(Data extracted from a collection)
---*---
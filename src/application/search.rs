//! Search-mode selection and predicate construction for tender queries.
//!
//! A request resolves its predicate exactly once. The same [`TenderPredicate`]
//! value then drives both the count query and the row query so the reported
//! total always describes the rows that were returned.

use std::{fmt, str::FromStr};

use super::filters::{CanonicalFilterSet, MAX_SEARCH_LENGTH, sanitize_input};

/// Upper bound on tokens so the generated predicate stays small.
pub const MAX_TOKENS: usize = 6;
/// Minimum trimmed length before an autocomplete lookup touches the store.
pub const MIN_SUGGESTION_QUERY_LEN: usize = 2;
/// Hard cap on autocomplete rows.
pub const SUGGESTION_LIMIT: u32 = 10;

/// Process-wide choice between substring matching and native full-text search.
#[derive(Debug, Clone, Copy, Default, PartialEq, Eq)]
pub enum SearchMode {
    #[default]
    Contains,
    FullText,
}

impl SearchMode {
    pub fn as_str(self) -> &'static str {
        match self {
            SearchMode::Contains => "contains",
            SearchMode::FullText => "fts",
        }
    }
}

impl FromStr for SearchMode {
    type Err = String;

    fn from_str(value: &str) -> Result<Self, Self::Err> {
        match value.trim().to_ascii_lowercase().as_str() {
            "contains" => Ok(SearchMode::Contains),
            "fts" => Ok(SearchMode::FullText),
            other => Err(format!("unknown search mode `{other}` (expected contains|fts)")),
        }
    }
}

impl fmt::Display for SearchMode {
    fn fmt(&self, f: &mut fmt::Formatter<'_>) -> fmt::Result {
        f.write_str(self.as_str())
    }
}

/// The three mutually exclusive search strategies.
#[derive(Debug, Clone, PartialEq, Eq)]
pub enum SearchPredicate {
    /// Code or reference code starts with the digits.
    PrefixMatch(String),
    /// Every token must appear in at least one searchable column.
    TokenMatch(Vec<String>),
    /// Store-native full-text match, ORed with substring matches of the
    /// phrase's digit runs against both code columns.
    FullText(String),
}

impl SearchPredicate {
    /// Pick a strategy for the (already sanitized) search string.
    pub fn select(search: Option<&str>, mode: SearchMode) -> Option<Self> {
        let search = search?.trim();
        if looks_like_code(search) {
            return Some(Self::PrefixMatch(search.to_string()));
        }

        let tokens = search_tokens(search);
        if tokens.is_empty() {
            return None;
        }

        match mode {
            SearchMode::Contains => Some(Self::TokenMatch(tokens)),
            SearchMode::FullText => {
                sanitize_input(Some(search), MAX_SEARCH_LENGTH).map(Self::FullText)
            }
        }
    }

    pub fn kind(&self) -> &'static str {
        match self {
            Self::PrefixMatch(_) => "prefix",
            Self::TokenMatch(_) => "tokens",
            Self::FullText(_) => "fts",
        }
    }
}

/// Two or more ASCII digits and nothing else.
pub fn looks_like_code(search: &str) -> bool {
    let trimmed = search.trim();
    trimmed.len() >= 2 && trimmed.bytes().all(|b| b.is_ascii_digit())
}

/// Whitespace tokens longer than one character, at most [`MAX_TOKENS`].
pub fn search_tokens(search: &str) -> Vec<String> {
    let Some(cleaned) = sanitize_input(Some(search), MAX_SEARCH_LENGTH) else {
        return Vec::new();
    };

    cleaned
        .split(' ')
        .filter(|token| token.chars().count() > 1)
        .take(MAX_TOKENS)
        .map(str::to_string)
        .collect()
}

/// Digit runs of a full-text phrase that should still match codes by substring.
pub fn code_fragments(phrase: &str) -> Vec<String> {
    phrase
        .split(|ch: char| !ch.is_ascii_digit())
        .filter(|run| looks_like_code(run))
        .take(MAX_TOKENS)
        .map(str::to_string)
        .collect()
}

/// Full predicate for a listing: optional search strategy plus attribute filters.
///
/// Unset filters stay `None` and never produce a clause.
#[derive(Debug, Clone, Default, PartialEq)]
pub struct TenderPredicate {
    pub search: Option<SearchPredicate>,
    pub category: Option<String>,
    pub status: Option<String>,
    pub min_value: Option<f64>,
    pub max_value: Option<f64>,
    pub source_id: Option<i64>,
    pub fiscal_year: Option<i32>,
}

impl TenderPredicate {
    pub fn resolve(filters: &CanonicalFilterSet, mode: SearchMode) -> Self {
        let (min_value, max_value) = match (filters.min_value, filters.max_value) {
            (Some(min), Some(max)) if min > max => (Some(max), Some(min)),
            range => range,
        };

        Self {
            search: SearchPredicate::select(filters.search.as_deref(), mode),
            category: filters.category.clone(),
            status: filters.status.clone(),
            min_value,
            max_value,
            source_id: filters.source_id,
            fiscal_year: filters.fiscal_year,
        }
    }
}

/// Resolve the autocomplete predicate, or `None` when the query should short-circuit.
///
/// Suggestions always use prefix or token matching; full-text mode does not apply.
pub fn suggestion_predicate(query: &str) -> Option<SearchPredicate> {
    let trimmed = query.trim();
    if trimmed.chars().count() < MIN_SUGGESTION_QUERY_LEN {
        return None;
    }
    SearchPredicate::select(Some(trimmed), SearchMode::Contains)
}

/// Escape `LIKE` metacharacters so user input only ever matches literally.
pub fn escape_like(value: &str) -> String {
    let mut escaped = String::with_capacity(value.len());
    for ch in value.chars() {
        if matches!(ch, '\\' | '%' | '_') {
            escaped.push('\\');
        }
        escaped.push(ch);
    }
    escaped
}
---*---
Your task:
Retype each of the records, word for word, with nothing added or dropped.

Result for this task:
filename src/application/search.rs
//! Search-mode selection and predicate construction for tender queries.
//!
//! A request resolves its predicate exactly once. The same [`TenderPredicate`]
//! value then drives both the count query and the row query so the reported
//! total always describes the rows that were returned.

use std::{fmt, str::FromStr};

use super::filters::{CanonicalFilterSet, MAX_SEARCH_LENGTH, sanitize_input};

/// Upper bound on tokens so the generated predicate stays small.
pub const MAX_TOKENS: usize = 6;
/// Minimum trimmed length before an autocomplete lookup touches the store.
pub const MIN_SUGGESTION_QUERY_LEN: usize = 2;
/// Hard cap on autocomplete rows.
pub const SUGGESTION_LIMIT: u32 = 10;

/// Process-wide choice between substring matching and native full-text search.
#[derive(Debug, Clone, Copy, Default, PartialEq, Eq)]
pub enum SearchMode {
    #[default]
    Contains,
    FullText,
}

impl SearchMode {
    pub fn as_str(self) -> &'static str {
        match self {
            SearchMode::Contains => "contains",
            SearchMode::FullText => "fts",
        }
    }
}

impl FromStr for SearchMode {
    type Err = String;

    fn from_str(value: &str) -> Result<Self, Self::Err> {
        match value.trim().to_ascii_lowercase().as_str() {
            "contains" => Ok(SearchMode::Contains),
            "fts" => Ok(SearchMode::FullText),
            other => Err(format!("unknown search mode `{other}` (expected contains|fts)")),
        }
    }
}

impl fmt::Display for SearchMode {
    fn fmt(&self, f: &mut fmt::Formatter<'_>) -> fmt::Result {
        f.write_str(self.as_str())
    }
}

/// The three mutually exclusive search strategies.
#[derive(Debug, Clone, PartialEq, Eq)]
pub enum SearchPredicate {
    /// Code or reference code starts with the digits.
    PrefixMatch(String),
    /// Every token must appear in at least one searchable column.
    TokenMatch(Vec<String>),
    /// Store-native full-text match, ORed with substring matches of the
    /// phrase's digit runs against both code columns.
    FullText(String),
}

impl SearchPredicate {
    /// Pick a strategy for the (already sanitized) search string.
    pub fn select(search: Option<&str>, mode: SearchMode) -> Option<Self> {
        let search = search?.trim();
        if looks_like_code(search) {
            return Some(Self::PrefixMatch(search.to_string()));
        }

        let tokens = search_tokens(search);
        if tokens.is_empty() {
            return None;
        }

        match mode {
            SearchMode::Contains => Some(Self::TokenMatch(tokens)),
            SearchMode::FullText => {
                sanitize_input(Some(search), MAX_SEARCH_LENGTH).map(Self::FullText)
            }
        }
    }

    pub fn kind(&self) -> &'static str {
        match self {
            Self::PrefixMatch(_) => "prefix",
            Self::TokenMatch(_) => "tokens",
            Self::FullText(_) => "fts",
        }
    }
}

/// Two or more ASCII digits and nothing else.
pub fn looks_like_code(search: &str) -> bool {
    let trimmed = search.trim();
    trimmed.len() >= 2 && trimmed.bytes().all(|b| b.is_ascii_digit())
}

/// Whitespace tokens longer than one character, at most [`MAX_TOKENS`].
pub fn search_tokens(search: &str) -> Vec<String> {
    let Some(cleaned) = sanitize_input(Some(search), MAX_SEARCH_LENGTH) else {
        return Vec::new();
    };

    cleaned
        .split(' ')
        .filter(|token| token.chars().count() > 1)
        .take(MAX_TOKENS)
        .map(str::to_string)
        .collect()
}

/// Digit runs of a full-text phrase that should still match codes by substring.
pub fn code_fragments(phrase: &str) -> Vec<String> {
    phrase
        .split(|ch: char| !ch.is_ascii_digit())
        .filter(|run| looks_like_code(run))
        .take(MAX_TOKENS)
        .map(str::to_string)
        .collect()
}

/// Full predicate for a listing: optional search strategy plus attribute filters.
///
/// Unset filters stay `None` and never produce a clause.
#[derive(Debug, Clone, Default, PartialEq)]
pub struct TenderPredicate {
    pub search: Option<SearchPredicate>,
    pub category: Option<String>,
    pub status: Option<String>,
    pub min_value: Option<f64>,
    pub max_value: Option<f64>,
    pub source_id: Option<i64>,
    pub fiscal_year: Option<i32>,
}

impl TenderPredicate {
    pub fn resolve(filters: &CanonicalFilterSet, mode: SearchMode) -> Self {
        let (min_value, max_value) = match (filters.min_value, filters.max_value) {
            (Some(min), Some(max)) if min > max => (Some(max), Some(min)),
            range => range,
        };

        Self {
            search: SearchPredicate::select(filters.search.as_deref(), mode),
            category: filters.category.clone(),
            status: filters.status.clone(),
            min_value,
            max_value,
            source_id: filters.source_id,
            fiscal_year: filters.fiscal_year,
        }
    }
}

/// Resolve the autocomplete predicate, or `None` when the query should short-circuit.
///
/// Suggestions always use prefix or token matching; full-text mode does not apply.
pub fn suggestion_predicate(query: &str) -> Option<SearchPredicate> {
    let trimmed = query.trim();
    if trimmed.chars().count() < MIN_SUGGESTION_QUERY_LEN {
        return None;
    }
    SearchPredicate::select(Some(trimmed), SearchMode::Contains)
}

/// Escape `LIKE` metacharacters so user input only ever matches literally.
pub fn escape_like(value: &str) -> String {
    let mut escaped = String::with_capacity(value.len());
    for ch in value.chars() {
        if matches!(ch, '\\' | '%' | '_') {
            escaped.push('\\');
        }
        escaped.push(ch);
    }
    escaped
}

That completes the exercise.